*** Opening Data records ***
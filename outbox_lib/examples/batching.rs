//! Example demonstrating batched outbound sends through the message pool.
//!
//! Small messages sit in the auto-send queue until the age threshold moves
//! them; a large message leaves on the next sweep because of its size. A
//! channel-backed connection stands in for the socket writer.

use common::{ChannelConnection, Connection, Delivery, MessageId, Protocol};
use outbox_lib::{spawn_flush_loop, MessagePool, PoolConfig};
use std::sync::Arc;
use std::time::Duration;

struct LoggingProtocol {
    connection: Arc<ChannelConnection>,
}

impl Protocol for LoggingProtocol {
    fn connection(&self) -> Option<Arc<dyn Connection>> {
        Some(self.connection.clone())
    }

    fn message_sent(&self, id: MessageId, outcome: Delivery) {
        println!("  completion: {id} -> {outcome:?}");
    }
}

#[tokio::main]
async fn main() -> anyhow::Result<()> {
    println!("=== Outbound batching example ===\n");

    let (connection, mut rx) = ChannelConnection::new();
    let connection = Arc::new(connection);
    let protocol: Arc<dyn Protocol> = Arc::new(LoggingProtocol {
        connection: connection.clone(),
    });

    let pool = Arc::new(MessagePool::new(PoolConfig::default())?);
    let sweeper = spawn_flush_loop(pool.clone(), Duration::from_millis(10));

    // Stand-in for the socket writer task: drains finished frames.
    let drain = tokio::spawn(async move {
        let mut frames = Vec::new();
        while let Some(frame) = rx.recv().await {
            let payload_len = u16::from_le_bytes([frame[0], frame[1]]);
            println!("  wire: {} bytes (payload {})", frame.len(), payload_len);
            frames.push(frame);
            if frames.len() == 3 {
                break;
            }
        }
        frames
    });

    let first = pool.acquire(&protocol, true).unwrap();
    pool.write(first, b"small update").unwrap();
    let second = pool.acquire(&protocol, true).unwrap();
    pool.write(second, b"another small update").unwrap();
    let large = pool.acquire(&protocol, true).unwrap();
    pool.write(large, &[0x42; 2000]).unwrap();

    let frames = drain.await?;
    println!("\ndrained {} frames", frames.len());

    // Confirm the in-flight buffers so the pool is fully reusable again.
    for id in [first, second, large] {
        pool.release(id, true).unwrap();
    }
    println!("free buffers: {}/{}", pool.free_count(), pool.len());

    sweeper.abort();
    Ok(())
}
pub mod channel;
pub mod transport;

pub use channel::ChannelConnection;
pub use transport::{Connection, Delivery, MessageId, Protocol};

// Test-only helpers are feature-gated so production builds never link the
// recording mocks. Downstream crates enable `test_helpers` from their
// dev-dependencies.
#[cfg(feature = "test_helpers")]
pub mod test_helpers;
*** Closing Data records ***
Problem —
The response should consist of all the entries, transcribed exactly.

Solution below —
filename outbox_lib/examples/batching.rs
//! Example demonstrating batched outbound sends through the message pool.
//!
//! Small messages sit in the auto-send queue until the age threshold moves
//! them; a large message leaves on the next sweep because of its size. A
//! channel-backed connection stands in for the socket writer.

use common::{ChannelConnection, Connection, Delivery, MessageId, Protocol};
use outbox_lib::{spawn_flush_loop, MessagePool, PoolConfig};
use std::sync::Arc;
use std::time::Duration;

struct LoggingProtocol {
    connection: Arc<ChannelConnection>,
}

impl Protocol for LoggingProtocol {
    fn connection(&self) -> Option<Arc<dyn Connection>> {
        Some(self.connection.clone())
    }

    fn message_sent(&self, id: MessageId, outcome: Delivery) {
        println!("  completion: {id} -> {outcome:?}");
    }
}

#[tokio::main]
async fn main() -> anyhow::Result<()> {
    println!("=== Outbound batching example ===\n");

    let (connection, mut rx) = ChannelConnection::new();
    let connection = Arc::new(connection);
    let protocol: Arc<dyn Protocol> = Arc::new(LoggingProtocol {
        connection: connection.clone(),
    });

    let pool = Arc::new(MessagePool::new(PoolConfig::default())?);
    let sweeper = spawn_flush_loop(pool.clone(), Duration::from_millis(10));

    // Stand-in for the socket writer task: drains finished frames.
    let drain = tokio::spawn(async move {
        let mut frames = Vec::new();
        while let Some(frame) = rx.recv().await {
            let payload_len = u16::from_le_bytes([frame[0], frame[1]]);
            println!("  wire: {} bytes (payload {})", frame.len(), payload_len);
            frames.push(frame);
            if frames.len() == 3 {
                break;
            }
        }
        frames
    });

    let first = pool.acquire(&protocol, true).unwrap();
    pool.write(first, b"small update").unwrap();
    let second = pool.acquire(&protocol, true).unwrap();
    pool.write(second, b"another small update").unwrap();
    let large = pool.acquire(&protocol, true).unwrap();
    pool.write(large, &[0x42; 2000]).unwrap();

    let frames = drain.await?;
    println!("\ndrained {} frames", frames.len());

    // Confirm the in-flight buffers so the pool is fully reusable again.
    for id in [first, second, large] {
        pool.release(id, true).unwrap();
    }
    println!("free buffers: {}/{}", pool.free_count(), pool.len());

    sweeper.abort();
    Ok(())
}
pub mod channel;
pub mod transport;

pub use channel::ChannelConnection;
pub use transport::{Connection, Delivery, MessageId, Protocol};

// Test-only helpers are feature-gated so production builds never link the
// recording mocks. Downstream crates enable `test_helpers` from their
// dev-dependencies.
#[cfg(feature = "test_helpers")]
pub mod test_helpers;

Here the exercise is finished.